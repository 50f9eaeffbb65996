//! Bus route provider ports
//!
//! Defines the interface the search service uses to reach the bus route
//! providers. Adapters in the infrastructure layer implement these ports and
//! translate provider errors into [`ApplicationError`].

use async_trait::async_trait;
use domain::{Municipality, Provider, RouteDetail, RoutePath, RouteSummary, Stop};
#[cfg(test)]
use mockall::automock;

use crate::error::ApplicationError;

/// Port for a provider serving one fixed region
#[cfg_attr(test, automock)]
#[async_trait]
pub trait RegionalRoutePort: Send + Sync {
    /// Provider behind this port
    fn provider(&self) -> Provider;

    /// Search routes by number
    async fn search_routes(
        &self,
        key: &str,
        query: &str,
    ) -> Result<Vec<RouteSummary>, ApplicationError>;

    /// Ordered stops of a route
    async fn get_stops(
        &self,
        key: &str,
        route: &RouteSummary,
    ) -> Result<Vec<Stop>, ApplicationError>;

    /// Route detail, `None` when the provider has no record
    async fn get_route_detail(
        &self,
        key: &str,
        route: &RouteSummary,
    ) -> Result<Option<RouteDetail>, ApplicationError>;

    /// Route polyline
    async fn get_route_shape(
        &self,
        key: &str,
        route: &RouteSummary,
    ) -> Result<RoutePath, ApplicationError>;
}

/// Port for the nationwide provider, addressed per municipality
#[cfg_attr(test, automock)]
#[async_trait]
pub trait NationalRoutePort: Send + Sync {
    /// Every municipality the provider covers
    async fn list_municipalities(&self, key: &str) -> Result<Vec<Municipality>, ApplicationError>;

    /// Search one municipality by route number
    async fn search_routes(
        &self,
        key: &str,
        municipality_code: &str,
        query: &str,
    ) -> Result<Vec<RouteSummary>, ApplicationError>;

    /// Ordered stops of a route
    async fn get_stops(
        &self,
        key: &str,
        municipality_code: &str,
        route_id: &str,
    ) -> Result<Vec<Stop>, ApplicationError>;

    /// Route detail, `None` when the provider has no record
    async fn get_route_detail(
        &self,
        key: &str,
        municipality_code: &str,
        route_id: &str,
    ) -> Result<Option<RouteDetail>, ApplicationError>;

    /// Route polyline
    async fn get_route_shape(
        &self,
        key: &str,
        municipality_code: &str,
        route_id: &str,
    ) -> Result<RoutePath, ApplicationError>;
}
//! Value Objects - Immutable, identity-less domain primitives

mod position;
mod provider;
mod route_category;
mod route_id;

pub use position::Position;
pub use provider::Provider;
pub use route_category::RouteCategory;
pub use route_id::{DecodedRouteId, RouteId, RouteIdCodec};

* * *

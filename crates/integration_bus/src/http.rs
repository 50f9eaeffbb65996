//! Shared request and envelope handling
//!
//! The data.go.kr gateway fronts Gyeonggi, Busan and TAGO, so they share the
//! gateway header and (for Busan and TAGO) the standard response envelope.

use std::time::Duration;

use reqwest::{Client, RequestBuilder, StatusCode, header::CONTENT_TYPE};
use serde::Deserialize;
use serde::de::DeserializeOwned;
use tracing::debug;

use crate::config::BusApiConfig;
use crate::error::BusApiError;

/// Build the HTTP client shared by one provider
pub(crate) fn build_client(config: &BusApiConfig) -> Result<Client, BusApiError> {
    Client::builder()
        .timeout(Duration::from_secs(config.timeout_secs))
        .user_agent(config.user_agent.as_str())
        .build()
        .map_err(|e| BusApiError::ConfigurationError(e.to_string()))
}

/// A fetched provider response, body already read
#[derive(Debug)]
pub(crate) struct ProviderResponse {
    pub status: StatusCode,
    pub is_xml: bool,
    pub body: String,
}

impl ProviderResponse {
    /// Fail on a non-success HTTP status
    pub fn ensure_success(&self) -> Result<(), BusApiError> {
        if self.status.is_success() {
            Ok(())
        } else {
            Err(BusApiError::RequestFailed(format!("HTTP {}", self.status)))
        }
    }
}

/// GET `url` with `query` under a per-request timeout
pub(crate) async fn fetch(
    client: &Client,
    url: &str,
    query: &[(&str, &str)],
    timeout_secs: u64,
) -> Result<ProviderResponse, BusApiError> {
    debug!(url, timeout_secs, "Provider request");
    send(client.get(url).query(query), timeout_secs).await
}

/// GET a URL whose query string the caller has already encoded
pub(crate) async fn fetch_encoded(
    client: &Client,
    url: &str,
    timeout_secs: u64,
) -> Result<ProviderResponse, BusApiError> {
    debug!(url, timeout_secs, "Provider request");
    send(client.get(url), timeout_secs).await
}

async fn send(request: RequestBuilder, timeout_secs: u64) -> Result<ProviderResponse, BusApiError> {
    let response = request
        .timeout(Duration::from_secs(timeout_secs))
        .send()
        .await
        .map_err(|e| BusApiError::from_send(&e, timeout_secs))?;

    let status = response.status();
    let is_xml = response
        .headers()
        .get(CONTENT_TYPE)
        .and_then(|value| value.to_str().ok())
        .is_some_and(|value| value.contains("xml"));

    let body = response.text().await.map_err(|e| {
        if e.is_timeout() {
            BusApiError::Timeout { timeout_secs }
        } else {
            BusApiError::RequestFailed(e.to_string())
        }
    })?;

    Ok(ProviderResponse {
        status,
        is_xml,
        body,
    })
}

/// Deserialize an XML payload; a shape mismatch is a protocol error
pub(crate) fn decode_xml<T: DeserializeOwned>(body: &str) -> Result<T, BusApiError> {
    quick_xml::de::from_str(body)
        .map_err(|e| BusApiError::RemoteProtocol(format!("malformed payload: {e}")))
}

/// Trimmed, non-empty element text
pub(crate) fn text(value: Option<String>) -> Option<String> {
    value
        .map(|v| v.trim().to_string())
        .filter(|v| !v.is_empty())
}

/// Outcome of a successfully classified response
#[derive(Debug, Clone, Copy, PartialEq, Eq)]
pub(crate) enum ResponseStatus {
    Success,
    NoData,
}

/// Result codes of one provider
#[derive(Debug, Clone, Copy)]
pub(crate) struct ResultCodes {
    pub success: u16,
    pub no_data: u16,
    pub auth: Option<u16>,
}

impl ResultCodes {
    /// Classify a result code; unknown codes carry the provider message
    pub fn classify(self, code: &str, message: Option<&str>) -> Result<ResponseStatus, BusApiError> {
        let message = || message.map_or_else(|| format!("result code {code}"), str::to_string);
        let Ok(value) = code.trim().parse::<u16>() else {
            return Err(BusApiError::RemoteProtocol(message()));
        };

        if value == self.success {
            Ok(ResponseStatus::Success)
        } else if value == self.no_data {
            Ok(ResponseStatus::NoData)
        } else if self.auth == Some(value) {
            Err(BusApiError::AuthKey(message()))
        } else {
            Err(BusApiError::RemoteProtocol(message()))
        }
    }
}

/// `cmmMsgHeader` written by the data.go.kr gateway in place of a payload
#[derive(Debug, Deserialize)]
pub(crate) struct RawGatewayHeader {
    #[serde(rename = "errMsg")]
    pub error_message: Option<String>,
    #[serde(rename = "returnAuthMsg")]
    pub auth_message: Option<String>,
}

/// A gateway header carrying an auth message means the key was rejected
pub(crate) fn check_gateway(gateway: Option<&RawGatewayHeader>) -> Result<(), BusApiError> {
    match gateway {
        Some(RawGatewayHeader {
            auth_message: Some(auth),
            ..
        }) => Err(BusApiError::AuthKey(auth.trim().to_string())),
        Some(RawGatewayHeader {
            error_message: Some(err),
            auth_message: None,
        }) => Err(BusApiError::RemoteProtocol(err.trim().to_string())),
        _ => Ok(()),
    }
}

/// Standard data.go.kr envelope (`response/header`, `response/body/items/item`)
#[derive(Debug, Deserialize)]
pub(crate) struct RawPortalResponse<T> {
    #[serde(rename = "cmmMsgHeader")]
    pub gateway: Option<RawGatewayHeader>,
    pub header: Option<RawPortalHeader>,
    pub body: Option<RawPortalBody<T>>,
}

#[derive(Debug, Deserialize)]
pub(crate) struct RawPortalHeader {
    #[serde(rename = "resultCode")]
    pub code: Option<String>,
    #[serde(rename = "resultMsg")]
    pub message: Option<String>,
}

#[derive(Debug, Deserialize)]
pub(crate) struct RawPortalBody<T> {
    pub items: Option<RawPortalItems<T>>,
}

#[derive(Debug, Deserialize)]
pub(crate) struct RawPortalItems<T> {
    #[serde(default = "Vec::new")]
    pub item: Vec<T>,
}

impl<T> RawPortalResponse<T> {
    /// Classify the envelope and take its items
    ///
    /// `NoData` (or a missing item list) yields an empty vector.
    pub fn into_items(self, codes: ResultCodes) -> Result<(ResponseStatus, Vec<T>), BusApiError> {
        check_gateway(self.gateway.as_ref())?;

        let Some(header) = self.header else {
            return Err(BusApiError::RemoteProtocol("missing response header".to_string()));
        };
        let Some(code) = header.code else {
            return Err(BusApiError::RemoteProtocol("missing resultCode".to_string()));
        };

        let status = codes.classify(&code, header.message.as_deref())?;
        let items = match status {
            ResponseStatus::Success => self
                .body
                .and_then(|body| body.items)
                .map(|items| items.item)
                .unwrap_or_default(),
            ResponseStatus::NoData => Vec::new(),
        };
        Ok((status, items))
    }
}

==

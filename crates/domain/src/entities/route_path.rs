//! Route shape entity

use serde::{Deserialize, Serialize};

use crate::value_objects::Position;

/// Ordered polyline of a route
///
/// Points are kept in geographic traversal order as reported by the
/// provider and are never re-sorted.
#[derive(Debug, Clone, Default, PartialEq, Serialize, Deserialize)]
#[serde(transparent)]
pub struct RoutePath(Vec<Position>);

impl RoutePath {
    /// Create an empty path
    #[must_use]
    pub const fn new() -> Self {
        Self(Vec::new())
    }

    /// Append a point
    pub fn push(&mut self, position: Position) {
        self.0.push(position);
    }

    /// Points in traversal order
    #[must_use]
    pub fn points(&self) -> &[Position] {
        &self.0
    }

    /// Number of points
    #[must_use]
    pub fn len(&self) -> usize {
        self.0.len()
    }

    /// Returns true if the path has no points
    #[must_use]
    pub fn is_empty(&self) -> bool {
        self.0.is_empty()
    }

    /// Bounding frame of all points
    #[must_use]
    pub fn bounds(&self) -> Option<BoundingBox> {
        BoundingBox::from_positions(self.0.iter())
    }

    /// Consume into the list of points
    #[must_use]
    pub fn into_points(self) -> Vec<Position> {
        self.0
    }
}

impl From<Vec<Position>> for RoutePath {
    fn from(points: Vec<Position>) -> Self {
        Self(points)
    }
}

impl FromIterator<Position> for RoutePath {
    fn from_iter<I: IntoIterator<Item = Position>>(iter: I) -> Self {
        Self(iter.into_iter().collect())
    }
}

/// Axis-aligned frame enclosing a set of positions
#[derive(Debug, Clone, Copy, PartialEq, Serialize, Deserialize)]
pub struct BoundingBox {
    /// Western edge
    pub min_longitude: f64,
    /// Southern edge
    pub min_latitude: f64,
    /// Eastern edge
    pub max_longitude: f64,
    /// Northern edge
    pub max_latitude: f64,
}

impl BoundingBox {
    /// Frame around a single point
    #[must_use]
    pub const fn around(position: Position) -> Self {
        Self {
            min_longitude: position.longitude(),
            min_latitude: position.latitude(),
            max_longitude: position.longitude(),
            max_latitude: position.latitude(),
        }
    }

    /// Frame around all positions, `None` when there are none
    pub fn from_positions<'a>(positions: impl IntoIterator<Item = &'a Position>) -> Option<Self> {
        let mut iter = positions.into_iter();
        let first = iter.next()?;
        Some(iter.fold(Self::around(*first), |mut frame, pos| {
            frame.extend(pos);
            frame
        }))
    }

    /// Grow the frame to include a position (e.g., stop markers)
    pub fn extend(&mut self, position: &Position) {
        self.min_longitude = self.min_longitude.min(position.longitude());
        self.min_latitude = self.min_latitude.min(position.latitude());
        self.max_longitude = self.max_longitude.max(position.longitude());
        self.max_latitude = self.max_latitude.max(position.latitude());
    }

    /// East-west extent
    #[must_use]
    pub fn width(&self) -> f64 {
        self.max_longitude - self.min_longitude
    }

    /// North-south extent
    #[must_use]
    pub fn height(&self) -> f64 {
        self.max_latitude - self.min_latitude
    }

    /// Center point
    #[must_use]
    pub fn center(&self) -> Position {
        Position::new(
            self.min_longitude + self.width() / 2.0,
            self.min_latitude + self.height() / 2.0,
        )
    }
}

EXERCISE
Send back exactly the lines of the listing above starting at the one with "self.0.len()" and ending at the one with "pub fn bounds(&self)", inclusive, and no others.

RESULT OF THIS EXERCISE
        self.0.len()
    }

    /// Returns true if the path has no points
    #[must_use]
    pub fn is_empty(&self) -> bool {
        self.0.is_empty()
    }

    /// Bounding frame of all points
    #[must_use]
    pub fn bounds(&self) -> Option<BoundingBox> {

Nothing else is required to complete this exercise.